[Supplied material]

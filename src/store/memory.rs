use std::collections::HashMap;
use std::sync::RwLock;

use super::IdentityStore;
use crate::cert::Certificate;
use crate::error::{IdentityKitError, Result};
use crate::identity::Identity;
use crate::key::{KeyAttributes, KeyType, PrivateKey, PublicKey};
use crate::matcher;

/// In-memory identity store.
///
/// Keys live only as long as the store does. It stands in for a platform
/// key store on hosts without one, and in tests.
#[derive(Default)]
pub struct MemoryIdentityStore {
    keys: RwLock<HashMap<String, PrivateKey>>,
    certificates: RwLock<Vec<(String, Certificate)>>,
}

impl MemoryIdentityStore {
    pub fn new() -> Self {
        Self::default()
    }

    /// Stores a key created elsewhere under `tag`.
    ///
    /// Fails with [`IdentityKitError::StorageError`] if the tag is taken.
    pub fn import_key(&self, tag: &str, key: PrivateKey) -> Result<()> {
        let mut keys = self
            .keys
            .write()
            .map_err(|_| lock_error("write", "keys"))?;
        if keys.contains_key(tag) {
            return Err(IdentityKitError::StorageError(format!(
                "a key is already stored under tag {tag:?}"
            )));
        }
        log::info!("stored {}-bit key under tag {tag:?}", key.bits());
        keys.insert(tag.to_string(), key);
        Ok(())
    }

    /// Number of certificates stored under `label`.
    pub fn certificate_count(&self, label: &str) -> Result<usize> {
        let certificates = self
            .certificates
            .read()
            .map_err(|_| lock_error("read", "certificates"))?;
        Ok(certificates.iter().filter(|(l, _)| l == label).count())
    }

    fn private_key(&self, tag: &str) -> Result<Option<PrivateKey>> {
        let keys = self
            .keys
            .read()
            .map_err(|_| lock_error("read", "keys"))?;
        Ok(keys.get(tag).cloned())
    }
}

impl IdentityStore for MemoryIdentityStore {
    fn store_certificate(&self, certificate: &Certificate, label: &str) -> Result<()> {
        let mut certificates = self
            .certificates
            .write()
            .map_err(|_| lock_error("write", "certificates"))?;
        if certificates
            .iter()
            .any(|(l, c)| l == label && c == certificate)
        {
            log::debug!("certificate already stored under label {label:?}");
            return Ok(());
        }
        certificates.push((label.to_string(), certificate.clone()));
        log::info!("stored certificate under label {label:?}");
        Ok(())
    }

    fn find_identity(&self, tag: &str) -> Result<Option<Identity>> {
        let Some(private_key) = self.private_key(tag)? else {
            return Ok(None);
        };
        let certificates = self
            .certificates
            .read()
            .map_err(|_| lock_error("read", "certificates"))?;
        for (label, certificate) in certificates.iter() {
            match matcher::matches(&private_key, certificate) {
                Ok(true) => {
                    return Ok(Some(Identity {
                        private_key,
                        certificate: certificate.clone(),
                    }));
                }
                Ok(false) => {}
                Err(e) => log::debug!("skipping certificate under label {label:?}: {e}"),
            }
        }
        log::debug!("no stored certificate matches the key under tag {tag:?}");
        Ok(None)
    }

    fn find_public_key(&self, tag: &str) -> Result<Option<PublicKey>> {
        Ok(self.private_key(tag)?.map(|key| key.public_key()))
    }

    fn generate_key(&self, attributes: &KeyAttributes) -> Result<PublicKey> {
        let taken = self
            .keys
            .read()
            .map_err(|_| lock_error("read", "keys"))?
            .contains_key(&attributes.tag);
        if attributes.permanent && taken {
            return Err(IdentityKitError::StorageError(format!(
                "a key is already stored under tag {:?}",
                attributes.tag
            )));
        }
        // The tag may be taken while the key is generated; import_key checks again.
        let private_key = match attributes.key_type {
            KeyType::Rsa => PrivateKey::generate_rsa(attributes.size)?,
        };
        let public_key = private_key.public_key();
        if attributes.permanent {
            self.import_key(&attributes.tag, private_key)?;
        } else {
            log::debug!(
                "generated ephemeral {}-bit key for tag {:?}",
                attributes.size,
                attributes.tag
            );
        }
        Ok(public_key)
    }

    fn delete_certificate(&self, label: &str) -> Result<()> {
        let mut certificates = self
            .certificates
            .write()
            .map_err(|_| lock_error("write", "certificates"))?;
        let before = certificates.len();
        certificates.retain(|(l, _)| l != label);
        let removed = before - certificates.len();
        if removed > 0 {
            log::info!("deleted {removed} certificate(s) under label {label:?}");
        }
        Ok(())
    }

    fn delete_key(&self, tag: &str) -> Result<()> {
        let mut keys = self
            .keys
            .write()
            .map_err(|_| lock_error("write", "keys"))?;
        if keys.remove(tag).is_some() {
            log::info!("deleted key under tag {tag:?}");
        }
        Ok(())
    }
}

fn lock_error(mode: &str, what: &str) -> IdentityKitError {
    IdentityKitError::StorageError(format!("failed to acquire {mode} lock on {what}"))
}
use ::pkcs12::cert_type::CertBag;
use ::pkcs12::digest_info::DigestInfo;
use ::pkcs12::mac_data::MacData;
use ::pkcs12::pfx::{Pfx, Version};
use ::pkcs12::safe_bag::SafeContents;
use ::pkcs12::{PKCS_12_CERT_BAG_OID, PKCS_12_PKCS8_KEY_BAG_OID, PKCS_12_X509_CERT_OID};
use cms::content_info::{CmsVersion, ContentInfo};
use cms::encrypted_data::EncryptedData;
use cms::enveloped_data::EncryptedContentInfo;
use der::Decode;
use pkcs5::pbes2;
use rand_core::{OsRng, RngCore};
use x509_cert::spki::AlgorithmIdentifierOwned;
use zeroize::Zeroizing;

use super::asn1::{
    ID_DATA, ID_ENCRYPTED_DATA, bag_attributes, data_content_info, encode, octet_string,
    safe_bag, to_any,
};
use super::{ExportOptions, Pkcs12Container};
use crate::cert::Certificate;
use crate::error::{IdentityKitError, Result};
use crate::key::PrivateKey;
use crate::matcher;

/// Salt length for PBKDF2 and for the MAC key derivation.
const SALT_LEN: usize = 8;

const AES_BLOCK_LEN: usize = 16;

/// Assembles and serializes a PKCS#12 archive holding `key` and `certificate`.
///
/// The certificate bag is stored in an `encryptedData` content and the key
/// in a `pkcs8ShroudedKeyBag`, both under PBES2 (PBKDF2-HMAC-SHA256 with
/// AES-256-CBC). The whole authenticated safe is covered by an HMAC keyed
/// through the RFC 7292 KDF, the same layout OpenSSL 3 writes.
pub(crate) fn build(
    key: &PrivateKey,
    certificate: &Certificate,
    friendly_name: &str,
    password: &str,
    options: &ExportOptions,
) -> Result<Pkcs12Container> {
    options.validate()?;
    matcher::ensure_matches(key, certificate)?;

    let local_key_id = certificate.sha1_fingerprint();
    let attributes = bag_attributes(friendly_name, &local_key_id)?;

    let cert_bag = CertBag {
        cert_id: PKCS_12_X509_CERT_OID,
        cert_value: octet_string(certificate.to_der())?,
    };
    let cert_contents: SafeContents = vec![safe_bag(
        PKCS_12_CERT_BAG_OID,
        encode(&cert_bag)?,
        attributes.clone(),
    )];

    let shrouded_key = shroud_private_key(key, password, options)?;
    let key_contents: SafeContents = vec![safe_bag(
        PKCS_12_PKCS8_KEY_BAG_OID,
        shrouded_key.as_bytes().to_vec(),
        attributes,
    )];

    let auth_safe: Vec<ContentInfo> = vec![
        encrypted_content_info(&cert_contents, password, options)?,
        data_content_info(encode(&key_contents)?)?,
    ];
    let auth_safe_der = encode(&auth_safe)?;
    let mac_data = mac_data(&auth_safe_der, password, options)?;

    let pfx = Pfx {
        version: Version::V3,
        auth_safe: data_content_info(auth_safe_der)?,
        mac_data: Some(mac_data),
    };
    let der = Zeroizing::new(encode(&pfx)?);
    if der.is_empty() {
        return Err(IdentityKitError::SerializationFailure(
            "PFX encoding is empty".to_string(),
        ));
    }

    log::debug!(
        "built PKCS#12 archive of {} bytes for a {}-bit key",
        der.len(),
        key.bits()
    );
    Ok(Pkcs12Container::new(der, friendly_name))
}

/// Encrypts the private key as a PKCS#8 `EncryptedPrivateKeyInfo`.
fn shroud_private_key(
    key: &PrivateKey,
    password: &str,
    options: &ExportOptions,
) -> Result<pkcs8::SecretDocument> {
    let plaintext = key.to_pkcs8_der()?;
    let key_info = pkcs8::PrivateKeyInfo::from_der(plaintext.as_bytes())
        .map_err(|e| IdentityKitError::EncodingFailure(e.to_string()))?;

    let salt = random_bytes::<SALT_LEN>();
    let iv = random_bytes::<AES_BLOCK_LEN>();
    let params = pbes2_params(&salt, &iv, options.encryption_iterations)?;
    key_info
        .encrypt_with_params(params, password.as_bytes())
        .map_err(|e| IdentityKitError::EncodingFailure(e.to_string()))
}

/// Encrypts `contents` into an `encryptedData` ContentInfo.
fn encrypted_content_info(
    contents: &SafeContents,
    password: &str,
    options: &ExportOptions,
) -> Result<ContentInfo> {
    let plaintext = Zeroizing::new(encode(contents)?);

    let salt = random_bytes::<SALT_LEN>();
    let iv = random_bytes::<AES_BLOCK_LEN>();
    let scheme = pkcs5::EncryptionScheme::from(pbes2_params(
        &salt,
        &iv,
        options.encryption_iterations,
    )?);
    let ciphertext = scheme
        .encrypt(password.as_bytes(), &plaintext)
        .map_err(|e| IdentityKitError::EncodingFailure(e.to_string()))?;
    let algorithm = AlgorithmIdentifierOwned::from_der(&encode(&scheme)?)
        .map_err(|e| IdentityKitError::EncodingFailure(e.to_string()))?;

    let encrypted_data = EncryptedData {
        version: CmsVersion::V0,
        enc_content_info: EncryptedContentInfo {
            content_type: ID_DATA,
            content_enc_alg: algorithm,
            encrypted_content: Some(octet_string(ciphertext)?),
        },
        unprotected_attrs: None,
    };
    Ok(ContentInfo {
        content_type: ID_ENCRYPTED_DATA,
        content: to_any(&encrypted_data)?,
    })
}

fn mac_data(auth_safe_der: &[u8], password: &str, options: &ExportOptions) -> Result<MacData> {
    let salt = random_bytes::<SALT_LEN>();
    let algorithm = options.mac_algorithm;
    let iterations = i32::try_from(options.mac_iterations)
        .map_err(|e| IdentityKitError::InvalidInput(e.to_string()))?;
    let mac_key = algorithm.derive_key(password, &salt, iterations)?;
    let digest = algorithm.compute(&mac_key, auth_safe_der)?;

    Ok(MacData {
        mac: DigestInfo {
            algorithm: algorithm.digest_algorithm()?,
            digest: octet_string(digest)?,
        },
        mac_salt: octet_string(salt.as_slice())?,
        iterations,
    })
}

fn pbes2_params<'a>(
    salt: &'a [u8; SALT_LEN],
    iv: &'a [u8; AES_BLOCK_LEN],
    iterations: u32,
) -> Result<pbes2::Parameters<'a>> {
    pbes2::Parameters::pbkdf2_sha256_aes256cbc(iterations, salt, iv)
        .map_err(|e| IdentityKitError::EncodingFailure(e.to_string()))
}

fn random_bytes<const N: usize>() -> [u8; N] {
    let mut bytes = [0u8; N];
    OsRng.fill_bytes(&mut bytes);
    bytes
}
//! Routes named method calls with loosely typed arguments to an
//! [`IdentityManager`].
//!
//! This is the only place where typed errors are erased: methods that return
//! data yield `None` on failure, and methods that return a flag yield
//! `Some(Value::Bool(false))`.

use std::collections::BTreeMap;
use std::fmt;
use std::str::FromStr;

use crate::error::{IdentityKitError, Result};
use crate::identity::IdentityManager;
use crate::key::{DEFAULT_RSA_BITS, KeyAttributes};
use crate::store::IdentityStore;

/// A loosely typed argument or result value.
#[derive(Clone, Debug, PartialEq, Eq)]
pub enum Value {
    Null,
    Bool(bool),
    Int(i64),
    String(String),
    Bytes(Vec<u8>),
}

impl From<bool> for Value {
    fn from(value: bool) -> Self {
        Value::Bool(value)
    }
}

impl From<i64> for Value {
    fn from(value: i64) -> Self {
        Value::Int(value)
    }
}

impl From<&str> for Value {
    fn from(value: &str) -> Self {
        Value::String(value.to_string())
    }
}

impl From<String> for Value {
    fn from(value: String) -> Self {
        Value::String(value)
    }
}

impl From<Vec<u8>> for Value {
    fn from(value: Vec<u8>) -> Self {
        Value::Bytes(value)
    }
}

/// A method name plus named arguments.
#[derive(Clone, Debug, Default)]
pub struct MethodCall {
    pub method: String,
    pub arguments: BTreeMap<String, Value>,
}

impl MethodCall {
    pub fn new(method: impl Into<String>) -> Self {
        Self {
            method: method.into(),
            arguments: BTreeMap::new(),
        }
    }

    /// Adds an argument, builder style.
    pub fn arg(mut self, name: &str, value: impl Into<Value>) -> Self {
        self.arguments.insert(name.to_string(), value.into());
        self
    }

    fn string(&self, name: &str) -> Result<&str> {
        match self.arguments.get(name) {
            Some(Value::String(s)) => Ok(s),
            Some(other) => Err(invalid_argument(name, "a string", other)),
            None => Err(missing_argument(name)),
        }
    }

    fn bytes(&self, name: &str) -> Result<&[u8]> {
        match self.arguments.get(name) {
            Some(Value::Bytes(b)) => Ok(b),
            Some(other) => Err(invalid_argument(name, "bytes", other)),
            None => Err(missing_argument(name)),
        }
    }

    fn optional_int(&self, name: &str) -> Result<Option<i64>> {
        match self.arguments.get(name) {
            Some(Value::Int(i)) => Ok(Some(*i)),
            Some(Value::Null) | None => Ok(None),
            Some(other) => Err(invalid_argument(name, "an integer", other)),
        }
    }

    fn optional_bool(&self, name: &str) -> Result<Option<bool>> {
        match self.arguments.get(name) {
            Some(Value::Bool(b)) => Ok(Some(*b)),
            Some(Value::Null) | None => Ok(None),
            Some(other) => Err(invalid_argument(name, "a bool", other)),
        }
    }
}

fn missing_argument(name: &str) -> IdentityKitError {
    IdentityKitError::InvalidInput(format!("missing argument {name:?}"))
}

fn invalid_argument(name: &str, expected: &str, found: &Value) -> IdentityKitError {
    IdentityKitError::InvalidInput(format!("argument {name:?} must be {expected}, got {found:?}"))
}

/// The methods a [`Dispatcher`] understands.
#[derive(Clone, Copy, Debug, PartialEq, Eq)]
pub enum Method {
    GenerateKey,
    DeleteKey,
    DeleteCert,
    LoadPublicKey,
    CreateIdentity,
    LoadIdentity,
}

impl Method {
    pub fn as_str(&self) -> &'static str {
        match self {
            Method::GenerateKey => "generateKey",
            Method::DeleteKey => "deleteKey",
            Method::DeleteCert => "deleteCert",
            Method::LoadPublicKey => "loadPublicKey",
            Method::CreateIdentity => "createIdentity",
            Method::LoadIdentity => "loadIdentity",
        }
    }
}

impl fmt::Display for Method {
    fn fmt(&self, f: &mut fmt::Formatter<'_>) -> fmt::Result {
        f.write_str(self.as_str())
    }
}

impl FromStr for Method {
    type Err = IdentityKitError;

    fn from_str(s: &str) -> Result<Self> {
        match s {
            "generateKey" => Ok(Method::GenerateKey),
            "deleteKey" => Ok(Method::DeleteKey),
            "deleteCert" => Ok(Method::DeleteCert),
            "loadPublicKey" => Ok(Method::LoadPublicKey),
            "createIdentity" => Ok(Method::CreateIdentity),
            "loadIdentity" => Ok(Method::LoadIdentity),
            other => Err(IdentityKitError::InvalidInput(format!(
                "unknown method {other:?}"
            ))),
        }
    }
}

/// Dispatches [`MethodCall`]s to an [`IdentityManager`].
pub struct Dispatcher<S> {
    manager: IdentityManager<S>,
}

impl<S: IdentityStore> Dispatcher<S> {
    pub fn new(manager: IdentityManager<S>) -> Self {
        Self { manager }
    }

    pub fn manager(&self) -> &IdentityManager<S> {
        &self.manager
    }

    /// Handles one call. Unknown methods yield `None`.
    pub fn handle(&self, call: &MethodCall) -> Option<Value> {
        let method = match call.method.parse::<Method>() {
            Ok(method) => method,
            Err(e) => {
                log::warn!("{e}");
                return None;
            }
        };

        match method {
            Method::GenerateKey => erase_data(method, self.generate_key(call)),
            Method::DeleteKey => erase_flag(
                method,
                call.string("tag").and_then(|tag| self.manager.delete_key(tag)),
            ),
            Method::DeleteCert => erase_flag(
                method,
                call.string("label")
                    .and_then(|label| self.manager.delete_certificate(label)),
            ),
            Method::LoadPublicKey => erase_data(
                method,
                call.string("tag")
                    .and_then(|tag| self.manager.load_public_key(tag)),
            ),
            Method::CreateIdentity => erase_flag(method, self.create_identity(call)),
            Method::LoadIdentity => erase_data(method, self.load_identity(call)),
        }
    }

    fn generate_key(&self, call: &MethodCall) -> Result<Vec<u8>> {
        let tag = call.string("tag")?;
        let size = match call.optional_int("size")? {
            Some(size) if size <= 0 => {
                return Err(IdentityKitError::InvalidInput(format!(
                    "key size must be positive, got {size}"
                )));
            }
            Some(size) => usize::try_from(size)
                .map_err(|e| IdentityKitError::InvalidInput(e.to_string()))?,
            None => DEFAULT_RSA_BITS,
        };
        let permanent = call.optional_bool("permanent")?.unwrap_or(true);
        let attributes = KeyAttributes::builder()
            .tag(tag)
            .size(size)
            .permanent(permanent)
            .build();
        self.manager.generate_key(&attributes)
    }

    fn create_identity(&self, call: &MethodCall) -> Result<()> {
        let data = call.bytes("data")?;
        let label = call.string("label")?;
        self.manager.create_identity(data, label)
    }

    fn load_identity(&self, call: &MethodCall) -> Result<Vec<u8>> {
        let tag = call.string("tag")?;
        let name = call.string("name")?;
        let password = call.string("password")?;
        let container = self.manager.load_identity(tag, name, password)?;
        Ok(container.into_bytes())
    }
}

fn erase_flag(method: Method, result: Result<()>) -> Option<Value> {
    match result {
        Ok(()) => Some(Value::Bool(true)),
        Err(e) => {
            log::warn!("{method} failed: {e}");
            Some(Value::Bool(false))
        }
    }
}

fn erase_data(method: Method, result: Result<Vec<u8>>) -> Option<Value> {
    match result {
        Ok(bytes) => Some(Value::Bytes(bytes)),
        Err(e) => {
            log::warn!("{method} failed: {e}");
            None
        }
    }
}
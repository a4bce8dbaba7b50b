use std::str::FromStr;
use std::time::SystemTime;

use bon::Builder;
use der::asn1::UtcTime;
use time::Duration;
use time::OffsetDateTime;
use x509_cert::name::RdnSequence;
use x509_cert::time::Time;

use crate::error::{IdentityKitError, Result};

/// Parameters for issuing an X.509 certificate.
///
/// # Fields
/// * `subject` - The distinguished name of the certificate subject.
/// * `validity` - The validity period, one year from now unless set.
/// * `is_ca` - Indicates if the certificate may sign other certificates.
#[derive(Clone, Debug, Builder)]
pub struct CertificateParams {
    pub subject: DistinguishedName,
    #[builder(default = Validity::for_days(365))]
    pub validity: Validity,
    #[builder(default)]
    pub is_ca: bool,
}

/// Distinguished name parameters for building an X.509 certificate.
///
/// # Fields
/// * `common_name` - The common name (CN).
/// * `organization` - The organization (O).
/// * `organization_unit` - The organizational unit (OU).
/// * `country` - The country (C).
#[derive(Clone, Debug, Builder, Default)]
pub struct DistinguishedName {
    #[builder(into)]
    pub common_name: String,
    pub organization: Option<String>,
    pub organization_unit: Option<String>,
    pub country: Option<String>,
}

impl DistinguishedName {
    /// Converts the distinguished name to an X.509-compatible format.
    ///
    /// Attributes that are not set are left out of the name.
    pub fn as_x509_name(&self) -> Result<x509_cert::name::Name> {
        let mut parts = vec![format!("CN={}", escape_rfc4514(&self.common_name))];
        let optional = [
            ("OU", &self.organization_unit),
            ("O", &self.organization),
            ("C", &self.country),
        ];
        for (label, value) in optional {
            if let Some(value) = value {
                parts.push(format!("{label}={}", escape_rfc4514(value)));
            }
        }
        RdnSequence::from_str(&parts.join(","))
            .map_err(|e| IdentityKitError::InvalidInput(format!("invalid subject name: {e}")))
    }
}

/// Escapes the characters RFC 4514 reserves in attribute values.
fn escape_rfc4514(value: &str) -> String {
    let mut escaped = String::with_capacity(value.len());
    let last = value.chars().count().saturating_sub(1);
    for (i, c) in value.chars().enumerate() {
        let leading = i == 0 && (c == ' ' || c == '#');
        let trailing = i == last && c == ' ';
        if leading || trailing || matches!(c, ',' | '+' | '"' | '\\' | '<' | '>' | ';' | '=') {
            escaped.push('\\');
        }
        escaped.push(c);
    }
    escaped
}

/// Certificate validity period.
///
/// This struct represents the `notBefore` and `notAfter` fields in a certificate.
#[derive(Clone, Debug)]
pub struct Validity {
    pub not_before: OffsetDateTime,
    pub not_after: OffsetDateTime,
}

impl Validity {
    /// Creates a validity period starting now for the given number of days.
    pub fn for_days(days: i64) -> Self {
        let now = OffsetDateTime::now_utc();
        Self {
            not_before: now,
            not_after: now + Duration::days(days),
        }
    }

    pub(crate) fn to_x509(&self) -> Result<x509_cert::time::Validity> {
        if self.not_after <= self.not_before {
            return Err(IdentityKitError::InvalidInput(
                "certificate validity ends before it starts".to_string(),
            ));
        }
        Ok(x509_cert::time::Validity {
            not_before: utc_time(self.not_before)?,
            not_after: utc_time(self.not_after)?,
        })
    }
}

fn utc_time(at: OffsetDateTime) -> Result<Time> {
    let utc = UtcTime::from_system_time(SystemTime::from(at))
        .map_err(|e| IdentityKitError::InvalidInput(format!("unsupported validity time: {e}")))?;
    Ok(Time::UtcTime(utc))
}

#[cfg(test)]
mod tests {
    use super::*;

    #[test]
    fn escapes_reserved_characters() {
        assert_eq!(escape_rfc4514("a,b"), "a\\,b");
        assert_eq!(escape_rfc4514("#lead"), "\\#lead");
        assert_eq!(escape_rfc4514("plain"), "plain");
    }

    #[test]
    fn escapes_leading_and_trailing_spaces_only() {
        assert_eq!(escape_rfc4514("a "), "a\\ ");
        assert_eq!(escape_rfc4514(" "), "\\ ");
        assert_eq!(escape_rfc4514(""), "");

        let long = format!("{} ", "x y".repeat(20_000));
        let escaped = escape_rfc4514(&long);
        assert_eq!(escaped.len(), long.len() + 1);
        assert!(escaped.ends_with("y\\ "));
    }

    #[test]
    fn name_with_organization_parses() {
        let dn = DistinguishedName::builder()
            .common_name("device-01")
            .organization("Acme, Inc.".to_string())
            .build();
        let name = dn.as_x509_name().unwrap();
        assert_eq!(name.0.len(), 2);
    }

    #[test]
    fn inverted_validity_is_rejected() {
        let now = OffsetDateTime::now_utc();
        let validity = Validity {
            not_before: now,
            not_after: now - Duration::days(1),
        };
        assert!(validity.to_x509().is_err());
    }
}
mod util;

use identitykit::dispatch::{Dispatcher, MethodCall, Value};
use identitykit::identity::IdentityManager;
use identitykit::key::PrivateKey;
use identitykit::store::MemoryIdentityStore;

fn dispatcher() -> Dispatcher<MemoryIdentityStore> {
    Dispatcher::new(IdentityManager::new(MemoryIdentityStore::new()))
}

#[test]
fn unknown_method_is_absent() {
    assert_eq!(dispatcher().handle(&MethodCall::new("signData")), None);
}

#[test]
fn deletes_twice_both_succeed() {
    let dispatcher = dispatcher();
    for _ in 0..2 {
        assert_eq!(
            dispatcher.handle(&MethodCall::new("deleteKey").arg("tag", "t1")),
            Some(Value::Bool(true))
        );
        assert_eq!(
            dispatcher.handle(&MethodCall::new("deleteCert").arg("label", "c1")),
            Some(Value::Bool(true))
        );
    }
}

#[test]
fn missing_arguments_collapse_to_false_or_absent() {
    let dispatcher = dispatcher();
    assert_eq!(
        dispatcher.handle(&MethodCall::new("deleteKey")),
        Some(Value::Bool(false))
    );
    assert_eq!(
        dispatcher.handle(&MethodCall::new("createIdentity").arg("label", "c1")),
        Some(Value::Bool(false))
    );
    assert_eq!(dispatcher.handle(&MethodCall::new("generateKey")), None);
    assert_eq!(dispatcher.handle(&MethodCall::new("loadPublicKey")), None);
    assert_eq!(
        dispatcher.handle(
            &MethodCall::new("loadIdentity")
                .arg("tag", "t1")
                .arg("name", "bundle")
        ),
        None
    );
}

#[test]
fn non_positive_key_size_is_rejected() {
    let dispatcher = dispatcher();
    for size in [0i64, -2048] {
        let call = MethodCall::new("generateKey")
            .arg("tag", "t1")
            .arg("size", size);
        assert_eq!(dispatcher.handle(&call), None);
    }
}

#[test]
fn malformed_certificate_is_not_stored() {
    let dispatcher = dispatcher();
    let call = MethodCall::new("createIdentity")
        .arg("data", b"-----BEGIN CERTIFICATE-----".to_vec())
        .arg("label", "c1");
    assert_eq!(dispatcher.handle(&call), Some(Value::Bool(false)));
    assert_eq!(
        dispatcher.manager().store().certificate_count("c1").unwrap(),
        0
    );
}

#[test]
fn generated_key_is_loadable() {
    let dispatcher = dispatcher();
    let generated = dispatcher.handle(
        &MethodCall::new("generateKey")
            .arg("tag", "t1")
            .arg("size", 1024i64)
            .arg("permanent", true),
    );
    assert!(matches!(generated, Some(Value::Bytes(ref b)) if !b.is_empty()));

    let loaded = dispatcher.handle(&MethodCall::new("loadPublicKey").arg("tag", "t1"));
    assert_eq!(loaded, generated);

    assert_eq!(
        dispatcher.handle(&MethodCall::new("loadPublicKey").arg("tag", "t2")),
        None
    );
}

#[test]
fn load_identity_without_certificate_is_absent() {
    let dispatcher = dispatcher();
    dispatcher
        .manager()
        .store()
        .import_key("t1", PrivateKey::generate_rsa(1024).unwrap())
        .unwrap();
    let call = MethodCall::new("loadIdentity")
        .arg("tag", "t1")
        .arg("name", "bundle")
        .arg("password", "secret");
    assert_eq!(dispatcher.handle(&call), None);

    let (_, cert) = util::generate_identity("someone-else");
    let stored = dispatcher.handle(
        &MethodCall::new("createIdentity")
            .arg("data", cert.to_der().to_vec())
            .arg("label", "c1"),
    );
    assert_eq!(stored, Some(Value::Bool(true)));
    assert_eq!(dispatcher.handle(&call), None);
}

[/Supplied material]

## Work to be completed
Search the entries for the string "mode" and collect each line that has it.

## Task response
fn lock_error(mode: &str, what: &str) -> IdentityKitError {
    IdentityKitError::StorageError(format!("failed to acquire {mode} lock on {what}"))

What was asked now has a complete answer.